# Work task:
Key in the whole listing below again, keeping every word as it is.

# Given records:
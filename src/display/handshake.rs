//! Four-flag rendezvous between the control tick and the display.
//!
//! The display raises `request`; the tick claims it (`producer_ack`), fills
//! the slot on its next pass and raises `ready`; the display copies the slot
//! and answers with `consumer_ack`; the tick then lowers both and the
//! exchange is over.
//!
//! ```text
//!   Idle ──request──▶ Requested ──claim──▶ Claimed ──publish──▶ Ready
//!    ▲                                                            │
//!    └──────────────── release ◀── Acknowledged ◀──── take ───────┘
//! ```
//!
//! The producer does exactly one step per call and never waits.  The slot
//! is written only while `ready` is low and read only while it is high;
//! `ready` is stored with `Release` after the write and loaded with
//! `Acquire` before the read, which orders the slot accesses.

use core::cell::UnsafeCell;
use core::sync::atomic::{AtomicBool, Ordering};

/// Where an exchange currently stands.
#[derive(Debug, Clone, Copy, PartialEq, Eq)]
pub enum HandshakePhase {
    Idle,
    Requested,
    Claimed,
    Ready,
    Acknowledged,
}

/// What one producer poll did.
#[derive(Debug, Clone, Copy, PartialEq, Eq)]
pub enum ProducerStep {
    /// Acknowledgement seen; the exchange is closed.
    Released,
    /// A frame was written and `ready` raised.
    Published,
    /// A fresh request was claimed; the frame follows next poll.
    Claimed,
    Idle,
}

/// What one consumer poll did.
#[derive(Debug, Clone, Copy, PartialEq)]
pub enum ConsumerStep<T> {
    /// A published frame was copied out.
    Received(T),
    /// A new request was raised.
    Requested,
    /// An exchange is in flight; nothing to do yet.
    Pending,
    /// Nothing in flight and no refresh due.
    Idle,
}

/// Shared flags and slot.  Split once into its two halves.
pub struct Handshake<T> {
    request: AtomicBool,
    producer_ack: AtomicBool,
    ready: AtomicBool,
    consumer_ack: AtomicBool,
    slot: UnsafeCell<T>,
}

// SAFETY: the slot is only touched through the single producer and single
// consumer handed out by `split`, and the `ready` flag ensures they never
// access it at the same time (see module docs).
unsafe impl<T: Copy + Send> Sync for Handshake<T> {}

impl<T: Copy> Handshake<T> {
    pub const fn new(initial: T) -> Self {
        Self {
            request: AtomicBool::new(false),
            producer_ack: AtomicBool::new(false),
            ready: AtomicBool::new(false),
            consumer_ack: AtomicBool::new(false),
            slot: UnsafeCell::new(initial),
        }
    }

    /// Hand out the producer and consumer halves.
    ///
    /// Borrowing `self` mutably guarantees one of each exists at a time.
    pub fn split(&mut self) -> (HandshakeProducer<'_, T>, HandshakeConsumer<'_, T>) {
        let shared = &*self;
        (HandshakeProducer { shared }, HandshakeConsumer { shared })
    }

    fn phase(&self) -> HandshakePhase {
        if self.consumer_ack.load(Ordering::Acquire) {
            HandshakePhase::Acknowledged
        } else if self.ready.load(Ordering::Acquire) {
            HandshakePhase::Ready
        } else if self.producer_ack.load(Ordering::Acquire) {
            HandshakePhase::Claimed
        } else if self.request.load(Ordering::Acquire) {
            HandshakePhase::Requested
        } else {
            HandshakePhase::Idle
        }
    }
}

/// Tick-side half.
pub struct HandshakeProducer<'a, T> {
    shared: &'a Handshake<T>,
}

impl<T: Copy> HandshakeProducer<'_, T> {
    /// Advance the exchange by at most one step.
    ///
    /// `frame` is only evaluated when the slot is about to be written.
    pub fn poll(&mut self, frame: impl FnOnce() -> T) -> ProducerStep {
        let hs = self.shared;

        if hs.consumer_ack.load(Ordering::Acquire) {
            // `ready` must drop before `consumer_ack` so the consumer cannot
            // start a new request while the old frame still looks ready.
            hs.ready.store(false, Ordering::Release);
            hs.consumer_ack.store(false, Ordering::Release);
            ProducerStep::Released
        } else if hs.producer_ack.load(Ordering::Acquire) {
            // SAFETY: `ready` is low, so the consumer is not reading the
            // slot, and only this half ever writes it.
            unsafe { *hs.slot.get() = frame() };
            hs.producer_ack.store(false, Ordering::Release);
            hs.ready.store(true, Ordering::Release);
            ProducerStep::Published
        } else if hs.request.load(Ordering::Acquire) && !hs.ready.load(Ordering::Acquire) {
            hs.producer_ack.store(true, Ordering::Release);
            ProducerStep::Claimed
        } else {
            ProducerStep::Idle
        }
    }

    pub fn phase(&self) -> HandshakePhase {
        self.shared.phase()
    }
}

/// Display-side half.
pub struct HandshakeConsumer<'a, T> {
    shared: &'a Handshake<T>,
}

impl<T: Copy> HandshakeConsumer<'_, T> {
    /// Collect a published frame, or raise a request when `refresh_due` and
    /// no exchange is in flight.
    pub fn poll(&mut self, refresh_due: bool) -> ConsumerStep<T> {
        let hs = self.shared;

        // `consumer_ack` first: the producer lowers `ready` before it lowers
        // the acknowledgement, so a low ack read here means any later `ready`
        // read belongs to a fresh frame.
        let acked = hs.consumer_ack.load(Ordering::Acquire);
        let ready = hs.ready.load(Ordering::Acquire);

        if ready && !acked {
            // SAFETY: `ready` is high, so the producer will not write the
            // slot until it has seen our acknowledgement.
            let frame = unsafe { *hs.slot.get() };
            hs.request.store(false, Ordering::Release);
            hs.consumer_ack.store(true, Ordering::Release);
            return ConsumerStep::Received(frame);
        }

        let in_flight = ready || acked || hs.request.load(Ordering::Acquire);
        if in_flight {
            ConsumerStep::Pending
        } else if refresh_due {
            hs.request.store(true, Ordering::Release);
            ConsumerStep::Requested
        } else {
            ConsumerStep::Idle
        }
    }

    pub fn phase(&self) -> HandshakePhase {
        self.shared.phase()
    }
}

# Expected answer:
filename src/display/handshake.rs
//! Four-flag rendezvous between the control tick and the display.
//!
//! The display raises `request`; the tick claims it (`producer_ack`), fills
//! the slot on its next pass and raises `ready`; the display copies the slot
//! and answers with `consumer_ack`; the tick then lowers both and the
//! exchange is over.
//!
//! ```text
//!   Idle ──request──▶ Requested ──claim──▶ Claimed ──publish──▶ Ready
//!    ▲                                                            │
//!    └──────────────── release ◀── Acknowledged ◀──── take ───────┘
//! ```
//!
//! The producer does exactly one step per call and never waits.  The slot
//! is written only while `ready` is low and read only while it is high;
//! `ready` is stored with `Release` after the write and loaded with
//! `Acquire` before the read, which orders the slot accesses.

use core::cell::UnsafeCell;
use core::sync::atomic::{AtomicBool, Ordering};

/// Where an exchange currently stands.
#[derive(Debug, Clone, Copy, PartialEq, Eq)]
pub enum HandshakePhase {
    Idle,
    Requested,
    Claimed,
    Ready,
    Acknowledged,
}

/// What one producer poll did.
#[derive(Debug, Clone, Copy, PartialEq, Eq)]
pub enum ProducerStep {
    /// Acknowledgement seen; the exchange is closed.
    Released,
    /// A frame was written and `ready` raised.
    Published,
    /// A fresh request was claimed; the frame follows next poll.
    Claimed,
    Idle,
}

/// What one consumer poll did.
#[derive(Debug, Clone, Copy, PartialEq)]
pub enum ConsumerStep<T> {
    /// A published frame was copied out.
    Received(T),
    /// A new request was raised.
    Requested,
    /// An exchange is in flight; nothing to do yet.
    Pending,
    /// Nothing in flight and no refresh due.
    Idle,
}

/// Shared flags and slot.  Split once into its two halves.
pub struct Handshake<T> {
    request: AtomicBool,
    producer_ack: AtomicBool,
    ready: AtomicBool,
    consumer_ack: AtomicBool,
    slot: UnsafeCell<T>,
}

// SAFETY: the slot is only touched through the single producer and single
// consumer handed out by `split`, and the `ready` flag ensures they never
// access it at the same time (see module docs).
unsafe impl<T: Copy + Send> Sync for Handshake<T> {}

impl<T: Copy> Handshake<T> {
    pub const fn new(initial: T) -> Self {
        Self {
            request: AtomicBool::new(false),
            producer_ack: AtomicBool::new(false),
            ready: AtomicBool::new(false),
            consumer_ack: AtomicBool::new(false),
            slot: UnsafeCell::new(initial),
        }
    }

    /// Hand out the producer and consumer halves.
    ///
    /// Borrowing `self` mutably guarantees one of each exists at a time.
    pub fn split(&mut self) -> (HandshakeProducer<'_, T>, HandshakeConsumer<'_, T>) {
        let shared = &*self;
        (HandshakeProducer { shared }, HandshakeConsumer { shared })
    }

    fn phase(&self) -> HandshakePhase {
        if self.consumer_ack.load(Ordering::Acquire) {
            HandshakePhase::Acknowledged
        } else if self.ready.load(Ordering::Acquire) {
            HandshakePhase::Ready
        } else if self.producer_ack.load(Ordering::Acquire) {
            HandshakePhase::Claimed
        } else if self.request.load(Ordering::Acquire) {
            HandshakePhase::Requested
        } else {
            HandshakePhase::Idle
        }
    }
}

/// Tick-side half.
pub struct HandshakeProducer<'a, T> {
    shared: &'a Handshake<T>,
}

impl<T: Copy> HandshakeProducer<'_, T> {
    /// Advance the exchange by at most one step.
    ///
    /// `frame` is only evaluated when the slot is about to be written.
    pub fn poll(&mut self, frame: impl FnOnce() -> T) -> ProducerStep {
        let hs = self.shared;

        if hs.consumer_ack.load(Ordering::Acquire) {
            // `ready` must drop before `consumer_ack` so the consumer cannot
            // start a new request while the old frame still looks ready.
            hs.ready.store(false, Ordering::Release);
            hs.consumer_ack.store(false, Ordering::Release);
            ProducerStep::Released
        } else if hs.producer_ack.load(Ordering::Acquire) {
            // SAFETY: `ready` is low, so the consumer is not reading the
            // slot, and only this half ever writes it.
            unsafe { *hs.slot.get() = frame() };
            hs.producer_ack.store(false, Ordering::Release);
            hs.ready.store(true, Ordering::Release);
            ProducerStep::Published
        } else if hs.request.load(Ordering::Acquire) && !hs.ready.load(Ordering::Acquire) {
            hs.producer_ack.store(true, Ordering::Release);
            ProducerStep::Claimed
        } else {
            ProducerStep::Idle
        }
    }

    pub fn phase(&self) -> HandshakePhase {
        self.shared.phase()
    }
}

/// Display-side half.
pub struct HandshakeConsumer<'a, T> {
    shared: &'a Handshake<T>,
}

impl<T: Copy> HandshakeConsumer<'_, T> {
    /// Collect a published frame, or raise a request when `refresh_due` and
    /// no exchange is in flight.
    pub fn poll(&mut self, refresh_due: bool) -> ConsumerStep<T> {
        let hs = self.shared;

        // `consumer_ack` first: the producer lowers `ready` before it lowers
        // the acknowledgement, so a low ack read here means any later `ready`
        // read belongs to a fresh frame.
        let acked = hs.consumer_ack.load(Ordering::Acquire);
        let ready = hs.ready.load(Ordering::Acquire);

        if ready && !acked {
            // SAFETY: `ready` is high, so the producer will not write the
            // slot until it has seen our acknowledgement.
            let frame = unsafe { *hs.slot.get() };
            hs.request.store(false, Ordering::Release);
            hs.consumer_ack.store(true, Ordering::Release);
            return ConsumerStep::Received(frame);
        }

        let in_flight = ready || acked || hs.request.load(Ordering::Acquire);
        if in_flight {
            ConsumerStep::Pending
        } else if refresh_due {
            hs.request.store(true, Ordering::Release);
            ConsumerStep::Requested
        } else {
            ConsumerStep::Idle
        }
    }

    pub fn phase(&self) -> HandshakePhase {
        self.shared.phase()
    }
}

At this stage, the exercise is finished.